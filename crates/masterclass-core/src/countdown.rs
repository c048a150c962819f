//! Countdown timer shown on the landing page.
//!
//! [`Countdown`] is a plain state machine advanced by explicit ticks, so it
//! can be driven by a real clock ([`drive`]), by a browser interval, or by a
//! test loop. It never reads the time itself.

use std::time::Duration;

use tokio::sync::watch;
use tokio::time::MissedTickBehavior;

/// Interval between two countdown ticks.
pub const TICK: Duration = Duration::from_secs(1);

/// Format a number of seconds as `MM:SS`, both parts zero-padded.
///
/// ```
/// # use masterclass_core::countdown::format_time;
/// assert_eq!(format_time(65), "01:05");
/// assert_eq!(format_time(0), "00:00");
/// ```
#[must_use]
pub fn format_time(seconds: u32) -> String {
    format!("{:02}:{:02}", seconds / 60, seconds % 60)
}

/// A countdown that stays inert until activated, then counts down to zero
/// one tick at a time and stops there.
#[derive(Debug, Clone, PartialEq, Eq)]
pub struct Countdown {
    duration_secs: u32,
    remaining_secs: u32,
    running: bool,
}

impl Countdown {
    /// A stopped countdown showing the full duration.
    #[must_use]
    pub fn new(duration_secs: u32) -> Self {
        Self {
            duration_secs,
            remaining_secs: duration_secs,
            running: false,
        }
    }

    /// A stopped countdown of `minutes` minutes.
    #[must_use]
    pub fn from_minutes(minutes: u32) -> Self {
        Self::new(minutes.saturating_mul(60))
    }

    /// Start counting down from the full duration.
    ///
    /// Does nothing while already running. Activating a countdown that has
    /// finished starts it over. Returns whether this call started it.
    pub fn activate(&mut self) -> bool {
        if self.running {
            return false;
        }
        self.remaining_secs = self.duration_secs;
        self.running = self.remaining_secs > 0;
        self.running
    }

    /// Advance by one second. Ignored unless running.
    pub fn tick(&mut self) {
        if !self.running {
            return;
        }
        self.remaining_secs = self.remaining_secs.saturating_sub(1);
        if self.remaining_secs == 0 {
            self.running = false;
        }
    }

    /// Seconds left on the clock.
    #[must_use]
    pub fn remaining(&self) -> u32 {
        self.remaining_secs
    }

    /// Full duration in seconds.
    #[must_use]
    pub fn duration(&self) -> u32 {
        self.duration_secs
    }

    /// Whether the countdown is currently ticking.
    #[must_use]
    pub fn is_running(&self) -> bool {
        self.running
    }

    /// Whether the countdown has reached zero.
    #[must_use]
    pub fn is_finished(&self) -> bool {
        self.remaining_secs == 0
    }

    /// Remaining time as `MM:SS`.
    #[must_use]
    pub fn display(&self) -> String {
        format_time(self.remaining_secs)
    }
}

/// Tick `countdown` once per [`TICK`] until it stops, publishing the
/// remaining seconds after every tick.
///
/// Returns early if every receiver has been dropped. Does not activate the
/// countdown; an inactive countdown is returned immediately.
pub async fn drive(mut countdown: Countdown, updates: watch::Sender<u32>) -> Countdown {
    let mut interval = tokio::time::interval(TICK);
    interval.set_missed_tick_behavior(MissedTickBehavior::Delay);
    // The first tick completes immediately.
    interval.tick().await;

    while countdown.is_running() {
        interval.tick().await;
        countdown.tick();
        if updates.send(countdown.remaining()).is_err() {
            tracing::debug!(remaining = countdown.remaining(), "countdown receiver gone");
            break;
        }
    }

    countdown
}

• Your task
Copy every single line of the material above that holds "String".

• Result
pub fn format_time(seconds: u32) -> String {
    pub fn display(&self) -> String {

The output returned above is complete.